La soirée battait son plein mais Léo s'était mis en marge de celle-ci, n'ayant pas le cœur à la fête. Le châtain était accoudé à la rambarde du balcon, regardant les dernières lueurs du jours s'évaporer. Sa solitude se vit se faire de la compagnie lorsque Ken le rejoignit sur le petit carré de béton suspendu au dessus du vide. Ils avaient beau être en haut d'une de ces tours de Babel, le monde les écrasait. Léo ne fit pas vraiment attention à son ami posté à côté de lui en train de rouler un joint. Ken le coinça entre ses lèvres et l'alluma avant de remplir ses poumons de cette fumée. Le brun avait remarqué que son pote était ailleurs alors il entama la conversation.

- Elle est si spéciale que ça cette fille ?

Les lèvres de Léo s'étirèrent tandis qu'il opinait du chef. Ken ne comprenait pas vraiment. Il connaissait cette fille pour l'avoir eu comme binôme d'exposés en langues mortes et il n'avait pas vu grand chose en elle.

- J'peux te poser une question ?

- Ouais.

- Ça fait combien de temps que t'es amoureux d'elle ?

Léo se mit à rire. Ken fronça les sourcils.

- Jane est ma meilleure amie. Je la connais depuis tout petit et ce qui la rend si spéciale à mes yeux, c'est qu'elle ne m'a jamais abandonné malgré les années. Je ne suis pas amoureux d'elle, j'ai pratiquement grandi avec elle alors elle est la petite sœur que je n'ai jamais eu, tu vois. Je tiens énormément à elle, voilà tout.

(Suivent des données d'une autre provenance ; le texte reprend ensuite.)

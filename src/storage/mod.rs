use anyhow::Context;
use std::collections::HashMap;
use std::fs;
use std::path::{Path, PathBuf};

use crate::lyrics::LyricsEntry;
use crate::playlist::models::{Playlist, PlaylistsDoc};

pub type LyricsCache = HashMap<String, LyricsEntry>;

/// Flat-file store for the two JSON documents in the data dir. Only this
/// type touches the backing files; callers hold the parsed documents in
/// memory and snapshot them back after each mutation.
#[derive(Debug, Clone)]
pub struct Storage {
    data_dir: PathBuf,
}

impl Storage {
    pub fn open(data_dir: &Path) -> anyhow::Result<Self> {
        fs::create_dir_all(data_dir)
            .with_context(|| format!("create dir {}", data_dir.display()))?;

        let s = Self {
            data_dir: data_dir.to_path_buf(),
        };
        if !s.playlists_path().exists() {
            write_json(&s.playlists_path(), &PlaylistsDoc::default())?;
        }
        if !s.lyrics_cache_path().exists() {
            write_json(&s.lyrics_cache_path(), &LyricsCache::new())?;
        }
        tracing::info!("data dir: {}", data_dir.display());
        Ok(s)
    }

    pub fn playlists_path(&self) -> PathBuf {
        self.data_dir.join("playlists.json")
    }

    pub fn lyrics_cache_path(&self) -> PathBuf {
        self.data_dir.join("lyrics_cache.json")
    }

    /// An unreadable or corrupt file yields the empty document so the
    /// service keeps running; the warning is the only operator signal.
    pub fn load_playlists(&self) -> PlaylistsDoc {
        let path = self.playlists_path();
        let raw = match fs::read_to_string(&path) {
            Ok(raw) => raw,
            Err(err) => {
                tracing::warn!("read {} failed, starting empty: {}", path.display(), err);
                return PlaylistsDoc::default();
            }
        };
        if let Ok(doc) = serde_json::from_str::<PlaylistsDoc>(&raw) {
            return doc;
        }
        // Older deployments persisted a bare array.
        match serde_json::from_str::<Vec<Playlist>>(&raw) {
            Ok(list) => PlaylistsDoc::from_legacy(list),
            Err(err) => {
                tracing::warn!("parse {} failed, starting empty: {}", path.display(), err);
                PlaylistsDoc::default()
            }
        }
    }

    pub fn load_lyrics_cache(&self) -> LyricsCache {
        let path = self.lyrics_cache_path();
        let raw = match fs::read_to_string(&path) {
            Ok(raw) => raw,
            Err(err) => {
                tracing::warn!("read {} failed, starting empty: {}", path.display(), err);
                return LyricsCache::new();
            }
        };
        match serde_json::from_str(&raw) {
            Ok(cache) => cache,
            Err(err) => {
                tracing::warn!("parse {} failed, starting empty: {}", path.display(), err);
                LyricsCache::new()
            }
        }
    }

    pub fn save_playlists(&self, doc: &PlaylistsDoc) -> anyhow::Result<()> {
        write_json(&self.playlists_path(), doc)
    }

    pub fn save_lyrics_cache(&self, cache: &LyricsCache) -> anyhow::Result<()> {
        write_json(&self.lyrics_cache_path(), cache)
    }
}

/// Write through a temporary sibling and rename so a crash mid-write never
/// truncates the live document.
fn write_json<T: serde::Serialize>(path: &Path, value: &T) -> anyhow::Result<()> {
    let raw = serde_json::to_string_pretty(value).context("serialize document")?;
    let mut tmp = path.as_os_str().to_owned();
    tmp.push(".tmp");
    let tmp = PathBuf::from(tmp);
    fs::write(&tmp, raw).with_context(|| format!("write {}", tmp.display()))?;
    fs::rename(&tmp, path).with_context(|| format!("rename into {}", path.display()))?;
    Ok(())
}

#[cfg(test)]
mod tests {
    use super::*;
    use std::sync::atomic::{AtomicUsize, Ordering};

    static DIR_SEQ: AtomicUsize = AtomicUsize::new(0);

    fn temp_data_dir() -> PathBuf {
        std::env::temp_dir().join(format!(
            "bilimusic-storage-test-{}-{}",
            std::process::id(),
            DIR_SEQ.fetch_add(1, Ordering::SeqCst)
        ))
    }

    #[test]
    fn open_seeds_both_files() {
        let dir = temp_data_dir();
        let store = Storage::open(&dir).unwrap();
        assert!(store.playlists_path().exists());
        assert!(store.lyrics_cache_path().exists());
        assert_eq!(store.load_playlists().next_id, 1);
        assert!(store.load_lyrics_cache().is_empty());
        fs::remove_dir_all(&dir).unwrap();
    }

    #[test]
    fn playlists_round_trip() {
        let dir = temp_data_dir();
        let store = Storage::open(&dir).unwrap();

        let mut doc = store.load_playlists();
        doc.next_id = 3;
        store.save_playlists(&doc).unwrap();

        let reloaded = store.load_playlists();
        assert_eq!(reloaded.next_id, 3);
        assert!(reloaded.playlists.is_empty());
        fs::remove_dir_all(&dir).unwrap();
    }

    #[test]
    fn corrupt_playlists_file_loads_empty() {
        let dir = temp_data_dir();
        let store = Storage::open(&dir).unwrap();
        fs::write(store.playlists_path(), "{not json").unwrap();

        let doc = store.load_playlists();
        assert_eq!(doc.next_id, 1);
        assert!(doc.playlists.is_empty());
        fs::remove_dir_all(&dir).unwrap();
    }

    #[test]
    fn legacy_array_file_still_loads() {
        let dir = temp_data_dir();
        let store = Storage::open(&dir).unwrap();
        let legacy = r#"[
            {"id": "2", "name": "old", "description": "", "tracks": [],
             "created_at": "2024-01-01T00:00:00Z",
             "updated_at": "2024-01-01T00:00:00Z"}
        ]"#;
        fs::write(store.playlists_path(), legacy).unwrap();

        let doc = store.load_playlists();
        assert_eq!(doc.playlists.len(), 1);
        assert_eq!(doc.playlists[0].name, "old");
        assert_eq!(doc.next_id, 3);
        fs::remove_dir_all(&dir).unwrap();
    }

    #[test]
    fn corrupt_lyrics_cache_loads_empty() {
        let dir = temp_data_dir();
        let store = Storage::open(&dir).unwrap();
        fs::write(store.lyrics_cache_path(), "[]").unwrap();

        assert!(store.load_lyrics_cache().is_empty());
        fs::remove_dir_all(&dir).unwrap();
    }

    #[test]
    fn save_leaves_no_temp_file() {
        let dir = temp_data_dir();
        let store = Storage::open(&dir).unwrap();
        store.save_playlists(&PlaylistsDoc::default()).unwrap();

        let leftovers: Vec<_> = fs::read_dir(&dir)
            .unwrap()
            .filter_map(|e| e.ok())
            .filter(|e| e.file_name().to_string_lossy().ends_with(".tmp"))
            .collect();
        assert!(leftovers.is_empty());
        fs::remove_dir_all(&dir).unwrap();
    }
}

Ken hocha la tête, pensant au fait qu'il aurait sûrement dû essayer de la connaître davantage. Mais enfin, c'était trop tard.

- Elle te manque ?

- T'imagines même pas.

- Tu crois que tu vas la revoir ?

- Traverser l'Atlantique, ça coûte une blinde. J'me suis trouvé un taff pourri dans l'épicerie de mon quartier pour mettre un peu de côté mais je doute de pouvoir me payer un billet.

- Pourquoi Boston ?

- Sa mère voulait rentrer chez elle et c'est là-bas que les grands parents de Jane vivent. Elle ne les avait jamais vu avant cet été.

- Tu l'as souvent au téléphone ?

- Ouais, quasi' tous les jours. Elle galère en anglais et l'accent américain n'arrange pas, rit-il.

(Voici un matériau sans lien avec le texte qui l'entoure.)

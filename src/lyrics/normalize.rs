//! Video-title cleanup for lyrics search.
//!
//! Bilibili uploads decorate song names with bracketed annotations and
//! quality tags ("【4K】周杰伦 晴天 (官方MV) Hi-Res"); QQ Music search wants
//! the bare song name.

use once_cell::sync::Lazy;
use regex::Regex;

static NOISE_RE: Lazy<Regex> = Lazy::new(|| {
    Regex::new(r"【.*?】|\[.*?\]|《.*?》|\(.*?\)|（.*?）|Hi-Res|Hi-res|hi-res|HD|4K|\d+K|\s+")
        .unwrap()
});

static PLATFORM_RE: Lazy<Regex> =
    Lazy::new(|| Regex::new(r"在.*?试听|在.*?听|在.*?播放|在.*?唱").unwrap());

/// Strip annotations, quality tags and platform phrases. A title that
/// cleans down to nothing falls back to the original verbatim.
pub fn clean_title(title: &str) -> String {
    let cleaned = NOISE_RE.replace_all(title, " ");
    let cleaned = PLATFORM_RE.replace_all(&cleaned, "");
    let cleaned = cleaned.trim();
    if cleaned.is_empty() {
        title.to_string()
    } else {
        cleaned.to_string()
    }
}

#[cfg(test)]
mod tests {
    use super::*;

    #[test]
    fn strips_brackets_and_quality_tags() {
        assert_eq!(clean_title("歌曲名【Live】(Hi-Res)"), "歌曲名");
        assert_eq!(clean_title("【4K】晴天 周杰伦（官方版）"), "晴天 周杰伦");
        assert_eq!(clean_title("Song Title [MV] HD"), "Song Title");
        assert_eq!(clean_title("夜曲《十一月的萧邦》8K"), "夜曲");
    }

    #[test]
    fn strips_platform_phrases() {
        assert_eq!(clean_title("在B站试听 晴天"), "晴天");
        assert_eq!(clean_title("在网易云播放 富士山下"), "富士山下");
    }

    #[test]
    fn collapses_whitespace_runs() {
        assert_eq!(clean_title("晴天   周杰伦\t钢琴版"), "晴天 周杰伦 钢琴版");
    }

    #[test]
    fn empty_result_falls_back_to_original() {
        assert_eq!(clean_title("【】"), "【】");
        assert_eq!(clean_title("4K Hi-Res"), "4K Hi-Res");
    }

    #[test]
    fn plain_titles_pass_through() {
        assert_eq!(clean_title("晴天"), "晴天");
    }
}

Ken sourit à son tour avant de reprendre une taffe.

- Dis, il y a un truc qui m'a toujours intrigué... Cette cicatrice sur son poignet, elle a essayé de... ?

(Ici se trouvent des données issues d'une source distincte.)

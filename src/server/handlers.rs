use axum::Json;
use axum::extract::{Path, Query, State};
use axum::http::header;
use axum::response::{IntoResponse, Response};
use serde::Deserialize;
use serde_json::{Value, json};

use crate::playlist::models::{NewTrack, Playlist};
use crate::server::AppState;
use crate::server::response::{ApiError, ok_data, ok_message};

#[derive(Debug, Deserialize)]
pub struct SearchQuery {
    #[serde(default)]
    keyword: String,
}

pub async fn search(
    State(state): State<AppState>,
    Query(q): Query<SearchQuery>,
) -> Result<Json<Value>, ApiError> {
    let videos = state.bili.search(&q.keyword).await?;
    Ok(ok_data(videos))
}

pub async fn audio_url(
    State(state): State<AppState>,
    Path(bvid): Path<String>,
) -> Result<Json<Value>, ApiError> {
    let url = state.bili.resolve_audio_url(&bvid).await?;
    Ok(Json(json!({"code": 0, "url": url})))
}

#[derive(Debug, Deserialize)]
pub struct ImageQuery {
    #[serde(default)]
    url: String,
}

/// Stream an upstream image back to the browser. Cover hosts check the
/// referer, so the page cannot load them directly.
pub async fn proxy_image(
    State(state): State<AppState>,
    Query(q): Query<ImageQuery>,
) -> Result<Response, ApiError> {
    if q.url.is_empty() {
        return Err(ApiError::upstream("missing image url"));
    }
    let (content_type, body) = state.bili.fetch_image(&q.url).await?;
    let headers = [
        (header::CONTENT_TYPE, content_type),
        (
            header::CACHE_CONTROL,
            "public, max-age=31536000".to_string(),
        ),
    ];
    Ok((headers, body).into_response())
}

#[derive(Debug, Deserialize)]
pub struct LyricsQuery {
    #[serde(default)]
    title: String,
    #[serde(default)]
    bvid: String,
}

pub async fn lyrics(
    State(state): State<AppState>,
    Query(q): Query<LyricsQuery>,
) -> Result<Json<Value>, ApiError> {
    if q.title.is_empty() {
        return Err(ApiError::upstream("missing song title"));
    }
    if q.bvid.is_empty() {
        return Err(ApiError::upstream("missing video id"));
    }
    let outcome = state.lyrics.lookup(&q.title, &q.bvid).await?;
    Ok(ok_data(outcome))
}

/// The list endpoint answers with a bare array, no envelope. The web
/// client consumes it that way.
pub async fn list_playlists(State(state): State<AppState>) -> Json<Vec<Playlist>> {
    Json(state.playlists.list())
}

#[derive(Debug, Deserialize)]
pub struct CreatePlaylistBody {
    name: Option<String>,
    #[serde(default)]
    description: String,
}

pub async fn create_playlist(
    State(state): State<AppState>,
    body: Option<Json<CreatePlaylistBody>>,
) -> Result<Json<Value>, ApiError> {
    let Some(Json(body)) = body else {
        return Err(ApiError::bad_request("missing required parameters"));
    };
    let Some(name) = body.name else {
        return Err(ApiError::bad_request("missing required parameters"));
    };
    let playlist = state.playlists.create(&name, &body.description)?;
    Ok(ok_data(playlist))
}

pub async fn get_playlist(
    State(state): State<AppState>,
    Path(id): Path<String>,
) -> Result<Json<Playlist>, ApiError> {
    Ok(Json(state.playlists.get(&id)?))
}

pub async fn delete_playlist(
    State(state): State<AppState>,
    Path(id): Path<String>,
) -> Result<Json<Value>, ApiError> {
    state.playlists.delete(&id)?;
    Ok(ok_message("deleted"))
}

#[derive(Debug, Deserialize)]
pub struct AddTrackBody {
    track: Option<NewTrack>,
}

pub async fn add_track(
    State(state): State<AppState>,
    Path(id): Path<String>,
    body: Option<Json<AddTrackBody>>,
) -> Result<Json<Value>, ApiError> {
    let track = body
        .and_then(|Json(b)| b.track)
        .ok_or_else(|| ApiError::bad_request("missing track payload"))?;
    let playlist = state.playlists.add_track(&id, track)?;
    Ok(Json(
        json!({"code": 0, "message": "track added", "data": playlist}),
    ))
}

pub async fn remove_track(
    State(state): State<AppState>,
    Path((id, bvid)): Path<(String, String)>,
) -> Result<Json<Value>, ApiError> {
    state.playlists.remove_track(&id, &bvid)?;
    Ok(ok_message("deleted"))
}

Ken n'osait pas dire les mots auxquels il songeait.

- Non, c'est pas ça.

Ken se sentit soulagé. Il ne pouvait pas imaginer qu'une si jolie fille veuille partir si tôt.

- C'est pire que ça, c'est son père.

Le soulagement fut bref.

- Elle raconte pas ça à tout le monde, fit Léo avant de demander le spliff à Ken. Oublie ça, c'est du passé, clôt-il le sujet en se tournant vers l'intérieur de l'appartement, le dos appuyé contre la rambarde. Tu n'as jamais entendu ce que je viens de dire.

Ken était un peu abasourdi par ce qu'il venait d'apprendre. Comment Léo pouvait laisser échapper cela et lui demander d'oublier aussitôt. Ken ravala sa curiosité et dériva sur autre chose.

- Elle m'a embrassé une fois, lâcha-t-il.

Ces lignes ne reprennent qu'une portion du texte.